Commercial lending. Banks, non-bank lenders, and private financiers routinely require borrowers to execute a Security Agreement granting the lender a security interest over specified assets (or all of the borrower's assets) as a condition of providing a loan or credit facility. Without a registered security interest, the lender would be an unsecured creditor in the event of the borrower's insolvency.
Trade credit and retention of title. Suppliers who supply goods on credit and wish to retain ownership of those goods until payment may rely on a retention of title clause, but the retention of title clause must be registered on the PPSR as a PMSI to protect the supplier's priority. A PPSA Security Agreement formalises the security interest and provides the basis for PPSR registration.
Asset-based finance. Financiers who provide revolving credit facilities against the value of receivables, inventory, or other circulating assets take an ALLPAAP security interest over the borrower's entire asset base. The PPSA Security Agreement sets out the terms of the security interest and the Grantor's ongoing obligations.
Equipment hire and leasing. Lessors of goods (where the lease is for more than one year, or the goods are likely to become an accession to land) may need to register their interest on the PPSR to protect their priority against the lessee's other creditors.
Agricultural and rural finance. Lenders to agricultural businesses take security over livestock (cattle, sheep, pigs, horses), crops, farm equipment, and water licences. PPSR registration against the grantor's ABN or ACN is essential.
Startup and SME finance. Private investors and lenders who provide loans to start-up businesses and SMEs often take a PPSA security interest over the company's assets (including intellectual property, software, receivables, and equipment) to secure their investment.

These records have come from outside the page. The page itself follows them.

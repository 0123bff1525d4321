//! High-level client facade for the Hummingbot API executor lifecycle.
//!
//! Wires configuration, transport, the executor registry, the barrier
//! monitor, and the reconciler into one entry point:
//!
//! ```ignore
//! let client = HummingbotClient::from_default_store()?;
//! client.connect().await?;
//! let executor = client.registry().create(request).await?;
//! ```

pub mod client;
pub mod config;
pub mod error;
pub mod rest_api;

pub use client::{HummingbotClient, RegistrySource};
pub use config::ClientConfig;
pub use error::{ClientError, ClientResult};
pub use rest_api::RestExecutorApi;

What to Include in Your Security Agreement (PPSA) — Australia
A well-drafted Australian PPSA Security Agreement should contain the following key provisions.
Parties. The agreement must clearly identify the Secured Party and the Grantor, with full legal names, ABNs or ACNs (which are the grantor identifiers used for PPSR registration for company grantors), and addresses.
Grant of security interest. The core operative provision is the grant of a security interest in the Collateral to the Secured Party. The grant should confirm that the security interest is created under the PPSA and constitutes a security agreement within the meaning of section 10 of the PPSA.
Description of collateral. The collateral description is critically important. For ALLPAAP security interests, the description should state 'all present and after-acquired personal property of the Grantor'. For specific goods, the description must include sufficient detail to identify the property. For receivables, the description should capture all present and future book debts and receivables. The PPSR registration must match the collateral description in the Security Agreement.
Attachment clause. The agreement should confirm the three elements of attachment under section 19 of the PPSA: value given, rights in the collateral, and execution of the security agreement.
Perfection and PPSR registration. The Grantor's consent to PPSR registration, and the waiver of the right to receive a verification statement under section 157, should be expressly stated. The Grantor should also waive specific PPSA rights to the extent permitted by law.
Proceeds. If the security interest extends to proceeds, the agreement should state this expressly, as proceeds of collateral may be captured under section 31 of the PPSA.
Grantor's covenants. The agreement should include positive covenants (such as maintaining insurance, providing financial information, and doing all things necessary to maintain the security interest) and negative covenants (such as not disposing of collateral, not creating competing security interests, and not changing the grantor's name or ABN/ACN without notice).
Enforcement. The agreement should cross-reference the enforcement rights under Chapter 4 of the PPSA and specify the events of default that entitle the Secured Party to enforce.